Fig. 158.—Cross-section view of cylinder and steam chest of a steam engine.
Fig. 159.—The steam drives the piston to the left.

Fig. 160.—External view of steam engine.

193. The Steam-engine.—The man who perfected the steam-engine, and devised its modern form was James Watt (1736-1819). The essential parts and the action of the steam engine may be readily understood by studying a diagram. In Fig. 158, S stands for steam chest, C for cylinder, P for piston and v for slide valve. The first two are hollow iron boxes, the latter are parts that slide back and forth within them. The action of the steam engine is as follows: Steam under pressure enters the steam chest, passes into the cylinder and pushes the piston to the other end. The slide valve is moved to its position in Fig. 159. Steam now enters the right end of the cylinder, driving the piston to the left, the "dead" steam in the left end of the cylinder escaping at E to the air. The slide valve is now shifted to its first position and the process is repeated. It will assist the student to understand this action if he makes a cardboard model of these parts, the piston and slide valve being movable. In practical steam-engines, the piston rod is attached to a crank rod fastened to a crank which turns a wheel. (See Fig. 160.) The back and forth, or reciprocating motion of the piston is by this means transformed into rotary motion, just as in the sewing-machine the back-and-forth motion of the treadle produces rotary motion of the large wheel. Upon the shaft of the steam engine is fastened an eccentric (see Fig. 163) which moves the slide valve. The steam engine acts continuously as long as steam is supplied to it. Since it shifts the position of the slide valve automatically, it is called an automatic steam engine. And because the team drives the piston both ways, it is called a double-acting steam engine. See Fig. 161 for a length-section of a modern locomotive.

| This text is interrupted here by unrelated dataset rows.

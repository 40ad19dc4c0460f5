//! # Launching
//!
//! Configuration of a process that is started under the debugger.
//!
//! [`LaunchOptions`] is a builder. [`ProcessHandle::launch`](crate::process::ProcessHandle::launch)
//! hands it to the ptrace executor, which starts the program with `PTRACE_TRACEME` so that the
//! executor thread becomes its tracer. The new process stops with a `SIGTRAP` right after `exec`.

use std::ffi::{OsStr, OsString};
use std::fs::File;
use std::os::unix::process::CommandExt;
use std::path::{Path, PathBuf};
use std::process::{Command, Stdio};

use nix::sys::personality::{self, Persona};
use nix::sys::ptrace;
use nix::unistd::Pid;
use tracing::{debug, error, info};

use crate::errors::{DebuggerError, Result};

/// Where a standard stream of the launched process goes
#[derive(Debug, Clone, Default, PartialEq, Eq)]
pub enum Redirect {
    /// Shared with the debugger
    #[default]
    Inherit,
    /// `/dev/null`
    Null,
    /// A file, created or truncated for output streams
    File(PathBuf),
}

impl Redirect {
    fn open(&self, output: bool) -> Result<Stdio> {
        Ok(match self {
            Redirect::Inherit => Stdio::inherit(),
            Redirect::Null => Stdio::null(),
            Redirect::File(path) if output => File::create(path)?.into(),
            Redirect::File(path) => File::open(path)?.into(),
        })
    }
}

/// How to start a debugged program
#[derive(Debug, Clone, PartialEq, Eq)]
pub struct LaunchOptions {
    program: PathBuf,
    args: Vec<OsString>,
    cwd: Option<PathBuf>,
    env: Vec<(OsString, OsString)>,
    disable_aslr: bool,
    stdin: Redirect,
    stdout: Redirect,
    stderr: Redirect,
}

impl LaunchOptions {
    /// Starts `program` without arguments and with address space randomization disabled
    ///
    /// A bare name without a `/` is looked up in `PATH`.
    pub fn new(program: impl Into<PathBuf>) -> Self {
        Self {
            program: program.into(),
            args: Vec::new(),
            cwd: None,
            env: Vec::new(),
            disable_aslr: true,
            stdin: Redirect::Inherit,
            stdout: Redirect::Inherit,
            stderr: Redirect::Inherit,
        }
    }

    pub fn arg(mut self, arg: impl AsRef<OsStr>) -> Self {
        self.args.push(arg.as_ref().to_owned());
        self
    }

    pub fn args<I, S>(mut self, args: I) -> Self
    where
        I: IntoIterator<Item = S>,
        S: AsRef<OsStr>,
    {
        self.args
            .extend(args.into_iter().map(|a| a.as_ref().to_owned()));
        self
    }

    pub fn cwd(mut self, dir: impl Into<PathBuf>) -> Self {
        self.cwd = Some(dir.into());
        self
    }

    /// Adds a variable to the inherited environment
    pub fn env(mut self, key: impl AsRef<OsStr>, value: impl AsRef<OsStr>) -> Self {
        self.env
            .push((key.as_ref().to_owned(), value.as_ref().to_owned()));
        self
    }

    pub fn disable_aslr(mut self, disable: bool) -> Self {
        self.disable_aslr = disable;
        self
    }

    pub fn stdin(mut self, redirect: Redirect) -> Self {
        self.stdin = redirect;
        self
    }

    pub fn stdout(mut self, redirect: Redirect) -> Self {
        self.stdout = redirect;
        self
    }

    pub fn stderr(mut self, redirect: Redirect) -> Self {
        self.stderr = redirect;
        self
    }

    pub fn program(&self) -> &Path {
        &self.program
    }

    pub fn arguments(&self) -> &[OsString] {
        &self.args
    }

    pub fn aslr_disabled(&self) -> bool {
        self.disable_aslr
    }

    /// The executable that will be started
    ///
    /// # Errors
    ///
    /// * [`DebuggerError::Which`] if a bare name is not in `PATH`
    /// * [`DebuggerError::ExecutableDoesNotExist`] or [`DebuggerError::ExecutableIsNotAFile`]
    ///   for a bad path
    pub fn resolve_program(&self) -> Result<PathBuf> {
        let path = if self.program.components().count() == 1 && !self.program.has_root() {
            which::which(&self.program)?
        } else {
            self.program.clone()
        };

        if !path.exists() {
            let err = DebuggerError::ExecutableDoesNotExist(path.to_string_lossy().to_string());
            error!("{err}");
            return Err(err);
        }
        if !path.is_file() {
            let err = DebuggerError::ExecutableIsNotAFile(path.to_string_lossy().to_string());
            error!("{err}");
            return Err(err);
        }
        Ok(path)
    }

    /// Starts the program as a tracee of the calling thread
    ///
    /// Must run on the ptrace executor. The caller has to wait for the initial `SIGTRAP`.
    pub(crate) fn spawn_traced(&self) -> Result<Pid> {
        let path = self.resolve_program()?;

        let mut cmd = Command::new(&path);
        cmd.args(&self.args)
            .envs(self.env.iter().map(|(k, v)| (k, v)))
            .stdin(self.stdin.open(false)?)
            .stdout(self.stdout.open(true)?)
            .stderr(self.stderr.open(true)?);
        if let Some(cwd) = &self.cwd {
            cmd.current_dir(cwd);
        }

        let disable_aslr = self.disable_aslr;
        // SAFETY: the hook only issues async-signal-safe syscalls
        unsafe {
            cmd.pre_exec(move || {
                if disable_aslr {
                    // seccomp profiles of containers may refuse this, the program then runs
                    // randomized
                    if let Ok(persona) = personality::get() {
                        let _ = personality::set(persona | Persona::ADDR_NO_RANDOMIZE);
                    }
                }
                ptrace::traceme()?;
                Ok(())
            });
        }

        info!("starting {}", path.display());
        let child = cmd.spawn()?;
        let pid = Pid::from_raw(child.id() as i32);
        debug!("launched {} as {pid}", path.display());
        // the child is reaped with waitpid by the continue engine, not by std
        drop(child);
        Ok(pid)
    }
}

Fig. 161.—Length-section of modern, fast-passenger locomotive. A, cylinder valve—piston type valve; B, cylinder—piston at out end of stroke; C, boiler tubes—flues from fire-box; D, fire-tube type superheater; E, draught screen; F-A, fire-brick arch to protect tubes from direct heat; F-B, firebox; G, grate; H, exhaust nozzle; I, safety valve nest; T, throttle lever; R, throttle rod; Y, throttle valve.

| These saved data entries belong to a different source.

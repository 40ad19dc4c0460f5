//! # Memory access
//!
//! Reads and writes byte ranges of the target's address space.
//!
//! The fast path copies with `process_vm_readv`/`process_vm_writev`, which works from any thread
//! but can not write to read-only mappings. If it copies nothing, the operation falls back to
//! `PTRACE_PEEKDATA`/`PTRACE_POKEDATA` one machine word at a time on the
//! [`PtraceExecutor`], merging the partial words at both ends of the range. Writes that fit in one
//! word, typically breakpoint instructions, always take the word path.

use nix::unistd::Pid;
use tracing::trace;

use crate::addr::Addr;
use crate::errors::Result;
use crate::executor::PtraceExecutor;
use crate::state::Shared;
use crate::{sys, Word, WORD_BYTES};

/// Memory of a traced process, accessed through one of its threads
#[derive(Debug, Clone, Copy)]
pub struct MemoryIO<'p> {
    executor: &'p PtraceExecutor,
    shared: &'p Shared,
    tid: Pid,
}

impl<'p> MemoryIO<'p> {
    pub(crate) fn new(executor: &'p PtraceExecutor, shared: &'p Shared, tid: Pid) -> Self {
        Self {
            executor,
            shared,
            tid,
        }
    }

    /// The thread whose ptrace requests are used for the word path
    pub fn thread(&self) -> Pid {
        self.tid
    }

    /// Reads `len` bytes starting at `addr`
    ///
    /// # Errors
    ///
    /// Fails with [`ProcessExited`](crate::errors::DebuggerError::ProcessExited) or
    /// [`ProcessDetached`](crate::errors::DebuggerError::ProcessDetached) without a syscall if the
    /// process is gone, and with the OS error if neither path can read the range.
    pub fn read(&self, addr: Addr, len: usize) -> Result<Vec<u8>> {
        let mut buf = vec![0u8; len];
        let n = self.read_into(addr, &mut buf)?;
        buf.truncate(n);
        Ok(buf)
    }

    /// Reads into `buf`, returns the number of bytes read
    ///
    /// The bulk path may read fewer bytes than requested if the range ends in unmapped memory.
    pub fn read_into(&self, addr: Addr, buf: &mut [u8]) -> Result<usize> {
        self.shared.valid()?;
        if buf.is_empty() {
            return Ok(0);
        }

        let n = sys::vm_read(self.tid, addr, buf).unwrap_or(0);
        if n > 0 {
            return Ok(n);
        }

        trace!("reading {} bytes at {addr} word by word", buf.len());
        let tid = self.tid;
        let len = buf.len();
        let words = self.executor.run(move || {
            let mut tmp = vec![0u8; len];
            read_words(addr, &mut tmp, |a| sys::peek(tid, a)).map(|()| tmp)
        })??;
        buf.copy_from_slice(&words);
        Ok(len)
    }

    /// Writes `data` at `addr`, returns the number of bytes written
    ///
    /// Writing to the text of the program works, the word path ignores page protections.
    pub fn write(&self, addr: Addr, data: &[u8]) -> Result<usize> {
        self.shared.valid()?;
        if data.is_empty() {
            return Ok(0);
        }

        let mut written = 0;
        if data.len() > WORD_BYTES {
            written = sys::vm_write(self.tid, addr, data).unwrap_or(0);
        }
        if written > 0 {
            return Ok(written);
        }

        trace!("writing {} bytes at {addr} word by word", data.len());
        let tid = self.tid;
        let data = data.to_vec();
        let len = data.len();
        self.executor.run(move || {
            write_words(
                addr,
                &data,
                |a| sys::peek(tid, a),
                |a, w| sys::poke(tid, a, w),
            )
        })??;
        Ok(len)
    }

    /// Reads one machine word, it does not need to be aligned
    pub fn read_word(&self, addr: Addr) -> Result<Word> {
        let mut buf = [0u8; WORD_BYTES];
        let n = self.read_into(addr, &mut buf)?;
        if n < WORD_BYTES {
            // the bulk path stopped at the end of a mapping, retry on the word path
            let tid = self.tid;
            return Ok(self.executor.run(move || {
                let mut tmp = [0u8; WORD_BYTES];
                read_words(addr, &mut tmp, |a| sys::peek(tid, a)).map(|()| Word::from_ne_bytes(tmp))
            })??);
        }
        Ok(Word::from_ne_bytes(buf))
    }
}

/// Fills `buf` from the memory at `addr` with aligned word reads
pub(crate) fn read_words<R>(addr: Addr, buf: &mut [u8], mut read_word: R) -> Result<()>
where
    R: FnMut(Addr) -> Result<Word>,
{
    let mut current = addr.align_down();
    let mut offset = addr.word_offset();
    let mut done = 0;
    while done < buf.len() {
        let word = read_word(current)?.to_ne_bytes();
        let n = (WORD_BYTES - offset).min(buf.len() - done);
        buf[done..done + n].copy_from_slice(&word[offset..offset + n]);
        done += n;
        offset = 0;
        current += WORD_BYTES;
    }
    Ok(())
}

/// Writes `data` to the memory at `addr` with aligned word writes
///
/// Words that are only partially covered by `data` are read first, so the bytes around the range
/// keep their value.
pub(crate) fn write_words<R, W>(
    addr: Addr,
    data: &[u8],
    mut read_word: R,
    mut write_word: W,
) -> Result<()>
where
    R: FnMut(Addr) -> Result<Word>,
    W: FnMut(Addr, Word) -> Result<()>,
{
    let mut current = addr.align_down();
    let mut offset = addr.word_offset();
    let mut done = 0;
    while done < data.len() {
        let n = (WORD_BYTES - offset).min(data.len() - done);
        let mut word = if n < WORD_BYTES {
            read_word(current)?.to_ne_bytes()
        } else {
            [0u8; WORD_BYTES]
        };
        word[offset..offset + n].copy_from_slice(&data[done..done + n]);
        write_word(current, Word::from_ne_bytes(word))?;
        done += n;
        offset = 0;
        current += WORD_BYTES;
    }
    Ok(())
}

194. The Mechanical Equivalent of Heat.—While watching workmen bore holes in cannon, Count Rumford, 1753-1814, noticed with much interest the large amount of heat produced in the process. He observed that the heat developed seemed to have some relation to the work done upon the drill in boring the holes. Later experiments performed by many men indicated that a definite relation exists between the heat produced by friction and the amount of work done in overcoming the friction. This discovery indicates that in some way heat is related to energy and that heat is probably a form of energy. Later experiments have confirmed this idea, and it is now considered well established that heat is a form of energy. Many attempts have been made to discover the relation between the units of heat energy and the units of mechanical energy. To illustrate one method employed, suppose one measures a given length in inches and in centimeters; on dividing one result by the other, it will be found that a certain relation exists between the two sets of measurements, and that in every case that 1 in. equals 2.54 cm. Similarly, when the same amount of energy is measured both in heat units and in work units a constant relation is always found between the units employed. One B.T.U. is found equivalent to 778 ft.-lbs. 1 calorie being equivalent to 42,700 g. cm. (427 g. m.). This relation is called the mechanical equivalent of heat, or in other words it represents the number of work units equivalent to one heat unit.

Fig. 162.—Apparatus for determining the mechanical equivalent of heat.